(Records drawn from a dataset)
---
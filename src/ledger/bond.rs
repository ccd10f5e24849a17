//! Node bonding.
//!
//! A node's bond is not a separate balance: it is the settlement value of
//! every LP unit pledged to the node across the bondable pools. Bonding
//! earmarks units on the provider's positions; unbonding releases them (see
//! [`refund_bond`](crate::ledger::refund_bond)).
//!
//! ## Roster Rules
//!
//! - The operator (the node's `bond_address`) is always the first provider.
//! - Only the operator adds providers, up to `MaxBondProviders`.
//! - A provider's first bond pledges all of its free units in bondable pools;
//!   later top-ups go through add-liquidity with a `bond_node`.
//! - Only the operator sets the fee, and cannot raise it once another
//!   provider has bonded.

use tracing::{info, warn};

use crate::errors::{LedgerError, Result};
use crate::ledger::msg::{BondMsg, LeaveMsg, UnbondMsg};
use crate::ledger::refund::{refund_bond, RefundOutcome, RefundRequest};
use crate::outbound::OutboundQueue;
use crate::params::ProtocolParameters;
use crate::store::{Keeper, Store};
use crate::types::math::safe_share;
use crate::types::{emit_or_log, Address, Asset, BondKind, Event, EventSink, NodeAccount, NodeStatus, Pool};

// ============================================================================
// Valuation
// ============================================================================

/// Settlement value of `units` of `pool`: the settlement share plus the
/// asset share priced at the pool ratio
///
/// # Errors
///
/// Returns [`LedgerError::InsufficientLiquidity`] if `units` exceeds the
/// pool's LP units.
pub fn calc_liquidity_in_settlement(pool: &Pool, units: u128) -> Result<u128> {
    if units > pool.lp_units {
        return Err(LedgerError::InsufficientLiquidity(format!(
            "{} units exceed the {} LP units of {}",
            units, pool.lp_units, pool.asset
        )));
    }
    let total = pool.pool_units();
    let settlement = safe_share(units, total, pool.balance_settlement);
    let asset = safe_share(units, total, pool.balance_asset);
    Ok(settlement.saturating_add(pool.asset_value_in_settlement(asset)))
}

/// Value of the units every provider has pledged to `node`
pub fn calc_node_liquidity_bond<S: Store>(
    keeper: &Keeper<S>,
    params: &ProtocolParameters,
    node: &Address,
) -> Result<u128> {
    let mut bond = 0u128;
    for asset in params.liquidity_pools() {
        let units = keeper
            .liquidity_providers(asset)?
            .iter()
            .fold(0u128, |acc, lp| acc.saturating_add(lp.units_bonded_to_node(node)));
        if units == 0 {
            continue;
        }
        let pool = keeper.get_pool(asset)?;
        bond = bond.saturating_add(calc_liquidity_in_settlement(&pool, units)?);
    }
    Ok(bond)
}

/// Value of the units `provider` has pledged to `node`
pub fn calc_lp_liquidity_bond<S: Store>(
    keeper: &Keeper<S>,
    params: &ProtocolParameters,
    provider: &Address,
    node: &Address,
) -> Result<u128> {
    let mut bond = 0u128;
    for lp in keeper.liquidity_providers_by_assets(params.liquidity_pools(), provider)? {
        let units = lp.units_bonded_to_node(node);
        if units == 0 {
            continue;
        }
        let pool = keeper.get_pool(&lp.asset)?;
        bond = bond.saturating_add(calc_liquidity_in_settlement(&pool, units)?);
    }
    Ok(bond)
}

/// Value of every unit `address` holds in bondable pools, pledged or not
pub fn calc_total_bondable_liquidity<S: Store>(
    keeper: &Keeper<S>,
    params: &ProtocolParameters,
    address: &Address,
) -> Result<u128> {
    let mut total = 0u128;
    for lp in keeper.liquidity_providers_by_assets(params.liquidity_pools(), address)? {
        let pool = keeper.get_pool(&lp.asset)?;
        total = total.saturating_add(calc_liquidity_in_settlement(&pool, lp.units.min(pool.lp_units))?);
    }
    Ok(total)
}

/// Value of the free units `address` holds in available bondable pools
pub fn calc_free_bondable_liquidity<S: Store>(
    keeper: &Keeper<S>,
    params: &ProtocolParameters,
    address: &Address,
) -> Result<u128> {
    let mut total = 0u128;
    for lp in keeper.liquidity_providers_by_assets(params.liquidity_pools(), address)? {
        let pool = keeper.get_pool(&lp.asset)?;
        if !pool.is_available() {
            continue;
        }
        total = total.saturating_add(calc_liquidity_in_settlement(&pool, lp.remaining_units())?);
    }
    Ok(total)
}

/// Share of `reward` earned by `withdrawn` out of a node bond of `bond`
///
/// ```
/// use liquidity_core::ledger::reward_share;
///
/// assert_eq!(reward_share(250, 1_000, 100), 25);
/// assert_eq!(reward_share(250, 0, 100), 0);
/// ```
pub fn reward_share(withdrawn: u128, bond: u128, reward: u128) -> u128 {
    safe_share(withdrawn, bond, reward)
}

// ============================================================================
// Bond
// ============================================================================

/// Check a bond message against current state
pub fn validate_bond<S: Store>(keeper: &Keeper<S>, params: &ProtocolParameters, msg: &BondMsg) -> Result<()> {
    if msg.node_address.is_empty() || msg.bond_address.is_empty() {
        return Err(LedgerError::Validation("bond requires a node and a bond address".into()));
    }
    let na = keeper.get_node_account(&msg.node_address)?;
    if na.status == NodeStatus::Ready {
        return Err(LedgerError::Validation(format!(
            "cannot add bond while node {} is ready",
            na.node_address
        )));
    }
    if params.bond_paused() {
        return Err(LedgerError::Paused("bonding"));
    }

    let bp = keeper.get_bond_providers(&msg.node_address)?;
    if let Some(fee) = msg.operator_fee {
        if fee > crate::types::amount::BASIS_POINTS {
            return Err(LedgerError::Validation(format!("operator fee {fee} out of range")));
        }
        if !na.bond_address.is_empty() {
            if msg.bond_address != na.bond_address {
                return Err(LedgerError::Unauthorized("only the node operator can set the fee".into()));
            }
            if fee > bp.node_operator_fee && bp.has_provider_bonded(&na.bond_address) {
                return Err(LedgerError::FeeIncreaseLocked);
            }
        }
    }

    if calc_total_bondable_liquidity(keeper, params, &msg.bond_address)? == 0 {
        return Err(LedgerError::InsufficientLiquidity(format!(
            "{} has no liquidity in bondable pools",
            msg.bond_address
        )));
    }

    let first_bond = bp.get(&msg.bond_address).map_or(true, |p| !p.bonded);
    if let Some(max) = params.maximum_bond() {
        if first_bond {
            let node_bond = calc_node_liquidity_bond(keeper, params, &msg.node_address)?;
            let incoming = calc_free_bondable_liquidity(keeper, params, &msg.bond_address)?;
            if node_bond.saturating_add(incoming) > max {
                return Err(LedgerError::Validation(format!(
                    "bond would exceed the maximum of {max}"
                )));
            }
        }
    }

    if na.bond_address.is_empty() || msg.bond_address == na.bond_address {
        return Ok(());
    }
    match bp.get(&msg.bond_address) {
        None => Err(LedgerError::Unauthorized(format!(
            "{} is not a bond provider of {}",
            msg.bond_address, msg.node_address
        ))),
        Some(p) if p.bonded => Err(LedgerError::Validation(
            "provider already bonded; add liquidity to increase the bond".into(),
        )),
        Some(_) => Ok(()),
    }
}

/// Apply a validated bond message
pub fn handle_bond<S: Store>(
    keeper: &mut Keeper<S>,
    params: &ProtocolParameters,
    events: &mut dyn EventSink,
    msg: &BondMsg,
    height: u64,
) -> Result<()> {
    let mut na = keeper.get_node_account(&msg.node_address)?;
    if na.status == NodeStatus::Unknown {
        na = NodeAccount::new(
            msg.node_address.clone(),
            NodeStatus::Whitelisted,
            msg.pub_key.clone(),
            msg.bond_address.clone(),
            height,
        );
        info!(node = %na.node_address, operator = %na.bond_address, "node whitelisted");
        emit_or_log(
            events,
            Event::NewNode {
                node_address: na.node_address.clone(),
            },
        );
    }

    let mut bp = keeper.get_bond_providers(&na.node_address)?;
    bp.ensure_operator(&na.bond_address, params.node_operator_fee());

    let mut earmarked = Vec::new();
    let mut bonded_value = 0u128;
    if bp.get(&msg.bond_address).is_some_and(|p| !p.bonded) {
        for mut lp in keeper.liquidity_providers_by_assets(params.liquidity_pools(), &msg.bond_address)? {
            let free = lp.remaining_units();
            if free == 0 {
                continue;
            }
            let pool = keeper.get_pool(&lp.asset)?;
            if !pool.is_available() {
                continue;
            }
            lp.bond(&na.node_address, free)?;
            bonded_value = bonded_value.saturating_add(calc_liquidity_in_settlement(&pool, free)?);
            earmarked.push(lp);
        }
        if !earmarked.is_empty() {
            bp.bond_liquidity(&msg.bond_address);
        }
    }

    if msg.bond_address == na.bond_address {
        if let Some(provider) = &msg.bond_provider_address {
            if bp.add_provider(provider.clone(), params.max_bond_providers())? {
                info!(node = %na.node_address, %provider, "bond provider added");
            }
        }
    }
    if let Some(fee) = msg.operator_fee {
        bp.set_operator_fee(fee, &na.bond_address)?;
    }

    keeper.set_liquidity_providers(&earmarked)?;
    keeper.set_bond_providers(&bp)?;
    keeper.set_node_account(&na)?;

    if bonded_value > 0 {
        emit_or_log(
            events,
            Event::Bond {
                node_address: na.node_address.clone(),
                asset: Asset::settlement(),
                amount: bonded_value,
                kind: BondKind::Paid,
                tx_id: msg.tx_id.clone(),
            },
        );
    }
    info!(node = %na.node_address, provider = %msg.bond_address, value = bonded_value, "bond applied");
    Ok(())
}

// ============================================================================
// Unbond
// ============================================================================

/// Check an unbond message against current state
pub fn validate_unbond<S: Store>(keeper: &Keeper<S>, params: &ProtocolParameters, msg: &UnbondMsg) -> Result<()> {
    if params.unbond_paused() {
        return Err(LedgerError::Paused("unbonding"));
    }
    let na = keeper.get_node_account(&msg.node_address)?;
    match na.status {
        NodeStatus::Unknown => {
            return Err(LedgerError::Validation(format!("node {} not found", msg.node_address)));
        }
        NodeStatus::Active | NodeStatus::Ready => {
            return Err(LedgerError::Validation(format!(
                "cannot unbond while node is {}",
                na.status
            )));
        }
        _ => {}
    }

    let bp = keeper.get_bond_providers(&msg.node_address)?;
    if !bp.has(&msg.bond_address) && msg.bond_address != na.bond_address {
        return Err(LedgerError::Unauthorized(format!(
            "{} is not a bond provider of {}",
            msg.bond_address, msg.node_address
        )));
    }
    if let Some(provider) = &msg.bond_provider_address {
        if msg.bond_address != na.bond_address {
            return Err(LedgerError::Unauthorized("only the node operator can remove providers".into()));
        }
        if provider == &na.bond_address {
            return Err(LedgerError::Validation("the operator cannot remove itself".into()));
        }
        if !bp.has(provider) {
            return Err(LedgerError::Validation(format!("{provider} is not a bond provider")));
        }
    }
    match &msg.asset {
        Some(asset) if !params.is_liquidity_pool(asset) => {
            Err(LedgerError::Validation(format!("{asset} is not a bondable pool")))
        }
        None if msg.units > 0 => Err(LedgerError::Validation("units require a pool".into())),
        _ => Ok(()),
    }
}

/// Apply a validated unbond message
///
/// When the operator names a provider, that provider's bond is released and
/// the provider is dropped from the roster once nothing stays pledged.
pub fn handle_unbond<S: Store>(
    keeper: &mut Keeper<S>,
    params: &ProtocolParameters,
    queue: &mut dyn OutboundQueue,
    events: &mut dyn EventSink,
    msg: &UnbondMsg,
    height: u64,
) -> Result<RefundOutcome> {
    let mut na = keeper.get_node_account(&msg.node_address)?;
    let provider = msg
        .bond_provider_address
        .clone()
        .unwrap_or_else(|| msg.bond_address.clone());
    let request = RefundRequest {
        tx_id: &msg.tx_id,
        provider: &provider,
        asset: msg.asset.as_ref(),
        units: msg.units,
    };
    let outcome = refund_bond(keeper, params, queue, events, &request, &mut na, height)?;

    if msg.bond_provider_address.is_some() {
        let mut bp = keeper.get_bond_providers(&msg.node_address)?;
        if bp.get(&provider).is_some_and(|p| !p.bonded) {
            bp.remove_provider(&provider)?;
            keeper.set_bond_providers(&bp)?;
            info!(node = %msg.node_address, %provider, "bond provider removed");
        } else {
            warn!(node = %msg.node_address, %provider, "provider still has bond, kept on roster");
        }
    }
    Ok(outcome)
}

// ============================================================================
// Leave
// ============================================================================

/// Flag a node to be disabled once its bond is refunded
pub fn handle_leave<S: Store>(keeper: &mut Keeper<S>, msg: &LeaveMsg) -> Result<()> {
    let mut na = keeper.get_node_account(&msg.node_address)?;
    if na.status == NodeStatus::Unknown {
        return Err(LedgerError::Validation(format!("node {} not found", msg.node_address)));
    }
    if msg.signer != na.bond_address {
        return Err(LedgerError::Unauthorized("only the node operator can request to leave".into()));
    }
    if na.status == NodeStatus::Disabled {
        return Err(LedgerError::Validation(format!("node {} already left", msg.node_address)));
    }
    na.requested_to_leave = true;
    keeper.set_node_account(&na)?;
    info!(node = %na.node_address, status = %na.status, "node requested to leave");
    Ok(())
}

// ============================================================================
// Unit Tests
// ============================================================================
---
→ **Required action**: Among the entries, find each line that includes the string "earmarked" and copy it.

→ **Solved exercise**:
    let mut earmarked = Vec::new();
            earmarked.push(lp);
        if !earmarked.is_empty() {
    keeper.set_liquidity_providers(&earmarked)?;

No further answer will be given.